MedSight — that’s what the trust calls the system — reads every scan that comes through Leeds General overnight. By the time I sit down, it’s sorted them. Green means clear. Amber means check. Red means a consultant needs to look. Right now.
I handle the ambers.
Most mornings, there are about thirty. The system is nearly certain they’re fine… but not certain enough. So I open each one. I look. I compare. I confirm or override.
It takes me ninety minutes. The old queue took eleven hours.
Here’s the thing. I should feel relieved. And in some ways I do. The reds get caught faster. The turnaround on a cancer flag used to be seventy-two hours. Now it’s under four. Patients are diagnosed sooner. They start treatment sooner. Some of them are alive because of that gap.
But I’d be lying if I said I don’t miss the craft.
There was something in reading a scan from scratch. Noticing the shadow nobody else saw. The weight of it — you held someone’s future in your interpretation. That feeling is gone. MedSight sees the shadow first. Every time.
My daughter thinks I’m being sentimental. She’s probably right.
She’s a GenPharm coordinator… she manages the AI-designed drugs coming through our regional formulary. Half the medicines on the ward didn’t exist five years ago. They were built by systems like Pharma.AI, tested in simulated trials, approved through the accelerated EU pathway. She doesn’t find any of this strange. She grew up with it.
I didn’t.
I trained at King’s College in 2009. We learned anatomy from cadavers. We read films on lightboxes. My supervisor, Dr. Patil, told me once that a good radiologist reads with his gut before his brain. I’ve never forgotten that.
The machine doesn’t have a gut. But it has six million training images. And it doesn’t get tired at 4 p.m. on a Friday.

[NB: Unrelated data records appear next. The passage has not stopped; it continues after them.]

//! Membership plan routes.

use axum::Json;

use crate::services::catalog::{PLANS, Plan};

/// `GET /api/plans`: the membership catalog.
pub async fn list_plans() -> Json<&'static [Plan]> {
    Json(PLANS)
}
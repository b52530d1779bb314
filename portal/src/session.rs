//! Session context for the signed-in member.
//!
//! SYSTEM CONTEXT
//! ==============
//! One `SessionContext` is built at start-up, hydrated from the token store,
//! and shared with everything that needs identity (CLI commands, route guards).
//! It is the only writer of the store's session slots.
//!
//! DESIGN
//! ======
//! Status is derived from the snapshot rather than tracked separately:
//! loading wins, then no access token means signed out, then a token without a
//! profile is `TokenOnly`. `TokenOnly` is what login leaves behind when the
//! backend issues tokens but the profile fetch fails; `reload_profile` is the
//! way out of it.
//!
//! The state lock is never held across an `.await`. Concurrent logins are not
//! coordinated; the last one to write wins.

#[cfg(test)]
#[path = "session_test.rs"]
mod session_test;

use std::sync::{Arc, PoisonError, RwLock, RwLockReadGuard, RwLockWriteGuard};

use serde::Serialize;

use crate::api::{AuthApi, AuthError};
use crate::store::{self, ACCESS_TOKEN_KEY, REFRESH_TOKEN_KEY, SESSION_KEYS, StoreError, TokenStore, USER_KEY};
use crate::types::{LoginRequest, RegisterRequest, TokenPair, UserProfile};

// =============================================================================
// STATE
// =============================================================================

/// Observable authentication state.
#[derive(Clone, Copy, Debug, PartialEq, Eq, Serialize)]
#[serde(rename_all = "snake_case")]
pub enum SessionStatus {
    Unauthenticated,
    /// Hydration pending, or a login/register call is in flight.
    Authenticating,
    /// Tokens are held but no profile could be fetched for them.
    TokenOnly,
    Authenticated,
}

/// Point-in-time copy of the session.
///
/// `user` is only ever set while an access token is held, but the token may
/// have expired since; nothing here checks expiry.
#[derive(Clone, Debug, Default, PartialEq, Eq)]
pub struct Session {
    pub access_token: Option<String>,
    pub refresh_token: Option<String>,
    pub user: Option<UserProfile>,
    pub is_loading: bool,
}

impl Session {
    /// State before `hydrate` has run.
    #[must_use]
    pub fn unhydrated() -> Self {
        Self { is_loading: true, ..Self::default() }
    }

    #[must_use]
    pub fn status(&self) -> SessionStatus {
        if self.is_loading {
            SessionStatus::Authenticating
        } else if self.access_token.is_none() {
            SessionStatus::Unauthenticated
        } else if self.user.is_none() {
            SessionStatus::TokenOnly
        } else {
            SessionStatus::Authenticated
        }
    }

    /// Whether a route guard should send the caller to the login page.
    #[must_use]
    pub fn should_redirect_unauth(&self) -> bool {
        !self.is_loading && self.user.is_none()
    }

    /// Token-free view for display and logs.
    #[must_use]
    pub fn summary(&self) -> SessionSummary {
        SessionSummary {
            status: self.status(),
            has_access_token: self.access_token.is_some(),
            has_refresh_token: self.refresh_token.is_some(),
            user: self.user.clone(),
        }
    }
}

#[derive(Clone, Debug, PartialEq, Eq, Serialize)]
pub struct SessionSummary {
    pub status: SessionStatus,
    pub has_access_token: bool,
    pub has_refresh_token: bool,
    pub user: Option<UserProfile>,
}

/// Store slots and session as they were before a login started writing.
struct Checkpoint {
    slots: [(&'static str, Option<String>); 3],
    session: Session,
}

fn read(state: &RwLock<Session>) -> RwLockReadGuard<'_, Session> {
    state.read().unwrap_or_else(PoisonError::into_inner)
}

fn write(state: &RwLock<Session>) -> RwLockWriteGuard<'_, Session> {
    state.write().unwrap_or_else(PoisonError::into_inner)
}

/// Sets `is_loading` for its lifetime, so an early return clears it too.
struct LoadingGuard<'a> {
    state: &'a RwLock<Session>,
}

impl<'a> LoadingGuard<'a> {
    fn engage(state: &'a RwLock<Session>) -> Self {
        write(state).is_loading = true;
        Self { state }
    }
}

impl Drop for LoadingGuard<'_> {
    fn drop(&mut self) {
        write(self.state).is_loading = false;
    }
}

// =============================================================================
// CONTEXT
// =============================================================================

pub struct SessionContext {
    api: Arc<dyn AuthApi>,
    store: Arc<dyn TokenStore>,
    state: RwLock<Session>,
}

impl SessionContext {
    /// Build an unhydrated context. Call [`SessionContext::hydrate`] before
    /// reading state.
    #[must_use]
    pub fn new(api: Arc<dyn AuthApi>, store: Arc<dyn TokenStore>) -> Self {
        Self { api, store, state: RwLock::new(Session::unhydrated()) }
    }

    /// Reload state from the token store and clear the loading flag.
    ///
    /// A cached profile without an access token is ignored.
    pub fn hydrate(&self) -> Session {
        let access_token = self.store.get(ACCESS_TOKEN_KEY);
        let refresh_token = self.store.get(REFRESH_TOKEN_KEY);
        let user = if access_token.is_some() {
            store::load_json::<UserProfile>(self.store.as_ref(), USER_KEY)
        } else {
            None
        };

        let mut state = write(&self.state);
        *state = Session { access_token, refresh_token, user, is_loading: false };
        tracing::debug!(status = ?state.status(), "session hydrated");
        state.clone()
    }

    #[must_use]
    pub fn snapshot(&self) -> Session {
        read(&self.state).clone()
    }

    #[must_use]
    pub fn status(&self) -> SessionStatus {
        read(&self.state).status()
    }

    /// `Authorization` header value for calls to other portal APIs.
    #[must_use]
    pub fn bearer(&self) -> Option<String> {
        read(&self.state)
            .access_token
            .as_ref()
            .map(|token| format!("Bearer {token}"))
    }

    /// Sign in and fetch the member's profile.
    ///
    /// Returns `Authenticated`, or `TokenOnly` when tokens were issued but the
    /// profile fetch failed.
    ///
    /// # Errors
    ///
    /// Fails with the backend's message when credentials are rejected, leaving
    /// the prior session untouched. Also fails if the new session cannot be
    /// stored; the prior session is then restored, or signed out if even that
    /// cannot be written.
    pub async fn login(&self, email: &str, password: &str) -> Result<SessionStatus, AuthError> {
        let request = LoginRequest { email: email.to_owned(), password: password.to_owned() };
        self.login_with(&request).await
    }

    /// Create an account, then sign in with the same credentials.
    ///
    /// # Errors
    ///
    /// Fails with the backend's message if registration or the follow-up login
    /// is rejected.
    pub async fn register(&self, request: &RegisterRequest) -> Result<SessionStatus, AuthError> {
        {
            let _loading = LoadingGuard::engage(&self.state);
            self.api
                .register(request)
                .await
                .inspect_err(|e| tracing::warn!(error = %e, "registration rejected"))?;
        }
        tracing::info!("registration accepted; signing in");
        self.login_with(&request.credentials()).await
    }

    /// Drop the session locally. No server call; storage failures are logged.
    pub fn logout(&self) {
        *write(&self.state) = Session::default();
        for key in SESSION_KEYS {
            if let Err(e) = self.store.remove(key) {
                tracing::warn!(key, error = %e, "failed to clear session slot");
            }
        }
        tracing::info!("signed out");
    }

    /// Exchange the refresh token for a new pair.
    ///
    /// Without a refresh token, or on any failure, this signs out. Never
    /// returns an error; the resulting status says what happened.
    ///
    /// Before [`SessionContext::hydrate`] has run, or while a login is in
    /// flight, nothing is touched and `Authenticating` is returned.
    pub async fn refresh_token(&self) -> SessionStatus {
        let (loading, held) = {
            let state = read(&self.state);
            (state.is_loading, state.refresh_token.clone())
        };
        if loading {
            tracing::debug!("session still loading; refresh skipped");
            return SessionStatus::Authenticating;
        }
        let Some(refresh_token) = held else {
            tracing::debug!("no refresh token held; signing out");
            self.logout();
            return SessionStatus::Unauthenticated;
        };

        let tokens = match self.api.refresh(&refresh_token).await {
            Ok(tokens) => tokens,
            Err(e) => {
                tracing::warn!(error = %e, "token refresh failed; signing out");
                self.logout();
                return SessionStatus::Unauthenticated;
            }
        };

        if let Err(e) = self.store_tokens(&tokens) {
            tracing::warn!(error = %e, "could not store refreshed tokens; signing out");
            self.logout();
            return SessionStatus::Unauthenticated;
        }

        tracing::info!("access token refreshed");
        self.status()
    }

    /// Re-fetch the profile for the held access token and cache it.
    ///
    /// # Errors
    ///
    /// `NotAuthenticated` without an access token; otherwise whatever the
    /// profile call or the store returns. The session is unchanged on error.
    pub async fn reload_profile(&self) -> Result<UserProfile, AuthError> {
        let access_token = read(&self.state)
            .access_token
            .clone()
            .ok_or(AuthError::NotAuthenticated)?;
        let user = self.api.me(&access_token).await?;
        self.store_user(user.clone())?;
        Ok(user)
    }

    async fn login_with(&self, request: &LoginRequest) -> Result<SessionStatus, AuthError> {
        {
            let _loading = LoadingGuard::engage(&self.state);
            self.authenticate(request).await?;
        }
        Ok(self.status())
    }

    async fn authenticate(&self, request: &LoginRequest) -> Result<(), AuthError> {
        let tokens = self
            .api
            .login(request)
            .await
            .inspect_err(|e| tracing::warn!(error = %e, "login rejected"))?;

        let checkpoint = self.checkpoint();
        if let Err(e) = self.adopt(&tokens).await {
            tracing::warn!(error = %e, "could not store new session; restoring previous one");
            self.rollback(checkpoint);
            return Err(e.into());
        }
        Ok(())
    }

    /// Store freshly issued tokens and, if it can be fetched, their profile.
    async fn adopt(&self, tokens: &TokenPair) -> Result<(), StoreError> {
        self.store_tokens(tokens)?;
        self.clear_cached_user()?;

        match self.api.me(&tokens.access_token).await {
            Ok(user) => {
                tracing::info!(user_id = %user.id, "signed in");
                self.store_user(user)?;
            }
            Err(e) => {
                tracing::warn!(error = %e, "profile fetch failed after login; session is token-only");
            }
        }
        Ok(())
    }

    fn checkpoint(&self) -> Checkpoint {
        Checkpoint {
            slots: SESSION_KEYS.map(|key| (key, self.store.get(key))),
            session: self.snapshot(),
        }
    }

    /// Put back every slot that differs from `checkpoint`. If a slot cannot be
    /// restored the store no longer matches any session, so sign out instead.
    fn rollback(&self, checkpoint: Checkpoint) {
        for (key, value) in &checkpoint.slots {
            let key: &str = key;
            if self.store.get(key) == *value {
                continue;
            }
            let restored = match value {
                Some(value) => self.store.set(key, value),
                None => self.store.remove(key),
            };
            if let Err(e) = restored {
                tracing::warn!(key, error = %e, "failed to restore session slot; signing out");
                self.logout();
                return;
            }
        }

        let mut state = write(&self.state);
        state.access_token = checkpoint.session.access_token;
        state.refresh_token = checkpoint.session.refresh_token;
        state.user = checkpoint.session.user;
    }

    /// Persist both tokens, then mirror them in memory.
    fn store_tokens(&self, tokens: &TokenPair) -> Result<(), StoreError> {
        self.store.set(ACCESS_TOKEN_KEY, &tokens.access_token)?;
        self.store.set(REFRESH_TOKEN_KEY, &tokens.refresh_token)?;

        let mut state = write(&self.state);
        state.access_token = Some(tokens.access_token.clone());
        state.refresh_token = Some(tokens.refresh_token.clone());
        Ok(())
    }

    fn store_user(&self, user: UserProfile) -> Result<(), StoreError> {
        store::save_json(self.store.as_ref(), USER_KEY, &user)?;
        write(&self.state).user = Some(user);
        Ok(())
    }

    fn clear_cached_user(&self) -> Result<(), StoreError> {
        self.store.remove(USER_KEY)?;
        write(&self.state).user = None;
        Ok(())
    }
}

The staffing crisis was what tipped it. I watched it happen. After the big NHS restructuring of 2031 — the one that gave AI systems prescriptive authority under clinical governance — we lost about a third of the junior radiologists. They moved into AI oversight, clinical data science, patient navigation. Some left medicine entirely.
But we also gained something.
The GP shortage that had been choking the system for years… it eased. Not because we trained more doctors. Because AI handled the diagnostic bottleneck. Freed up time. Freed up people.
My colleague Sarah used to read mammograms. Hundreds a week. Now she runs the regional breast screening programme. She sees patients face-to-face. She talks to them. She says it’s the first time in twenty years she feels like a doctor instead of a machine.
I think about that a lot.
The old system was breaking. I saw it breaking. We were burning out, leaving early, and the pipeline couldn’t keep up. Something had to give.
I just didn’t expect the change to feel like this. Like watching your own skill become… optional.
Still. I go in every morning. I check the ambers. And some days — maybe one in fifty — I catch something MedSight missed. A hairline fracture behind a rib. A tiny lesion the algorithm marked green.
On those days, I still feel it. The old weight. Maybe that’s enough.